Below are histograms of all the variables in the dataset. These show the distribution of all the variables within the dataframe. Some, such as age, show a normal distribution whilst others such as cholesterol and thalach are left and right skewed respectively. This is not a major concern in this modeling process but it’s still a good idea to have a picture of how our data is distributed.
Next, we will plot the correlation between each variable in the dataset. This will give us an idea of the correlations between each variable in the dataset. We can see that the target variable (our response variable) has moderate to strong correlations with a number of variables. Of the explanatory variables, most are not correlated with each other however slope and oldpeak appear to be strongly correlated. Some models perform better with correlated variables removed but for this analysis we will leave all the variables in for now.
Differences between those with, and without heart disease
Before creating our models to predict whether an individual has heart disease or not, it is worth spending some time examining some key variables and understanding how they differ between these two groups. Firstly, we can look at age by creating a histogram and setting the fill variable to target.

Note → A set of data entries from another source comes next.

//! Concurrent fan-out across the fleet.
//!
//! A producer is one async task per (host, page). It takes one limiter slot
//! for the duration of the network call, releases the slot, schedules the
//! next-page continuation, and only then pushes elements into the stage
//! channel. That ordering is what keeps the engine deadlock-free: no task
//! ever blocks on the channel while holding a slot, and the channel always
//! has a live sender while a pagination tail is outstanding.
//!
//! Channels close when the last producer's sender clone is dropped, so a
//! consumer can simply drain to completion and then read the limiter's
//! error log.

use std::future::Future;
use std::pin::Pin;
use std::sync::Arc;

use tokio::sync::mpsc;
use tokio_util::sync::CancellationToken;

use crate::error::{Error, Result};
use crate::gitlab::Page;
use crate::hosts::Host;
use crate::limiter::{Limiter, TaskGuard};

/// One typed record produced by a single upstream call, tagged with the host
/// that produced it and whether the response came from the local cache.
#[derive(Debug, Clone)]
pub struct Element<T> {
    pub host: Host,
    pub payload: T,
    pub cached: bool,
}

/// Boxed future returned by a page fetcher.
pub type PageFuture<T> = Pin<Box<dyn Future<Output = Result<Page<T>>> + Send>>;

/// A page fetcher: one network call for `(host, page)`.
pub type PageFetcher<T> = Arc<dyn Fn(Host, u32) -> PageFuture<T> + Send + Sync>;

/// Create a stage channel. Capacity one: producers hand elements directly to
/// the consumer and park otherwise.
pub fn stage_channel<T>() -> (mpsc::Sender<Element<T>>, mpsc::Receiver<Element<T>>) {
    mpsc::channel(1)
}

/// Spawn the paginated producer for one host, starting at page 1.
pub fn spawn_paged<T: Send + 'static>(
    host: Host,
    fetch: PageFetcher<T>,
    limiter: Arc<Limiter>,
    tx: mpsc::Sender<Element<T>>,
    cancel: CancellationToken,
) {
    spawn_page(host, 1, fetch, limiter, tx, cancel);
}

fn spawn_page<T: Send + 'static>(
    host: Host,
    page: u32,
    fetch: PageFetcher<T>,
    limiter: Arc<Limiter>,
    tx: mpsc::Sender<Element<T>>,
    cancel: CancellationToken,
) {
    // Register before spawning so `wait` cannot observe a transient zero
    // between a parent finishing and its continuation starting.
    limiter.add(1);
    tokio::spawn(run_page(host, page, fetch, limiter, tx, cancel));
}

async fn run_page<T: Send + 'static>(
    host: Host,
    page: u32,
    fetch: PageFetcher<T>,
    limiter: Arc<Limiter>,
    tx: mpsc::Sender<Element<T>>,
    cancel: CancellationToken,
) {
    let _guard = TaskGuard::new(Arc::clone(&limiter));

    if cancel.is_cancelled() {
        return;
    }

    let permit = limiter.lock().await;
    let result = tokio::select! {
        _ = cancel.cancelled() => Err(Error::Cancelled),
        r = fetch(host.clone(), page) => r,
    };
    drop(permit);

    let page_data = match result {
        Ok(p) => p,
        Err(e) => {
            limiter.error(host, e);
            return;
        }
    };

    // Schedule the tail before pushing: the continuation's sender clone
    // keeps the channel open however long the pushes below take.
    if let Some(next) = page_data.next_page {
        if !cancel.is_cancelled() {
            spawn_page(
                host.clone(),
                next,
                Arc::clone(&fetch),
                Arc::clone(&limiter),
                tx.clone(),
                cancel.clone(),
            );
        }
    }

    for item in page_data.items {
        let element = Element {
            host: host.clone(),
            payload: item,
            cached: page_data.cached,
        };
        if tx.send(element).await.is_err() {
            return;
        }
    }
}

/// Spawn a producer that makes exactly one call under one limiter slot and
/// pushes at most one element. `Ok(None)` emits nothing (a miss, not an
/// error).
pub fn spawn_single<T, F, Fut>(
    host: Host,
    limiter: Arc<Limiter>,
    tx: mpsc::Sender<Element<T>>,
    cancel: CancellationToken,
    op: F,
) where
    T: Send + 'static,
    F: FnOnce(Host) -> Fut + Send + 'static,
    Fut: Future<Output = Result<Option<(T, bool)>>> + Send + 'static,
{
    limiter.add(1);
    tokio::spawn(async move {
        let _guard = TaskGuard::new(Arc::clone(&limiter));

        if cancel.is_cancelled() {
            return;
        }

        let permit = limiter.lock().await;
        let result = tokio::select! {
            _ = cancel.cancelled() => Err(Error::Cancelled),
            r = op(host.clone()) => r,
        };
        drop(permit);

        match result {
            Ok(Some((payload, cached))) => {
                let _ = tx
                    .send(Element {
                        host,
                        payload,
                        cached,
                    })
                    .await;
            }
            Ok(None) => {}
            Err(e) => limiter.error(host, e),
        }
    });
}

/// Spawn a producer whose operation manages limiter slots itself (flows that
/// make several calls, each under its own slot).
pub fn spawn_self_locking<T, F, Fut>(
    host: Host,
    limiter: Arc<Limiter>,
    tx: mpsc::Sender<Element<T>>,
    cancel: CancellationToken,
    op: F,
) where
    T: Send + 'static,
    F: FnOnce(Host, Arc<Limiter>) -> Fut + Send + 'static,
    Fut: Future<Output = Result<Option<(T, bool)>>> + Send + 'static,
{
    limiter.add(1);
    tokio::spawn(async move {
        let _guard = TaskGuard::new(Arc::clone(&limiter));

        if cancel.is_cancelled() {
            return;
        }

        let result = tokio::select! {
            _ = cancel.cancelled() => Err(Error::Cancelled),
            r = op(host.clone(), Arc::clone(&limiter)) => r,
        };

        match result {
            Ok(Some((payload, cached))) => {
                let _ = tx
                    .send(Element {
                        host,
                        payload,
                        cached,
                    })
                    .await;
            }
            Ok(None) => {}
            Err(e) => limiter.error(host, e),
        }
    });
}

/// Drain a stage channel into a buffer. Returns once every producer's
/// sender clone has been dropped.
pub async fn collect<T>(mut rx: mpsc::Receiver<Element<T>>) -> Vec<Element<T>> {
    let mut elements = Vec::new();
    while let Some(element) = rx.recv().await {
        elements.push(element);
    }
    elements
}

Figure 1: The distribution of age based on whether an individual has heart disease
We can see from this graph that there is no major difference in age distribution between the two groups. This suggests that using age alone we may not be able to differentiate between the two groups. Next, lets look at thalach. This variable looks at the maximum heart rate achieved during an exercise test. To do this, we will use the same methodology as before.
Figure 2: The distribution of cholesterol based on whether an individual has heart disease
We can see in this graph that the heart disease group appears slightly shifted to the right compared to the no heart disease group. This suggests that those with heart disease tend to to have a higher heart rate during the exercise test than those without heart disease. This suggests this variable may be useful in distinguishing between the two groups.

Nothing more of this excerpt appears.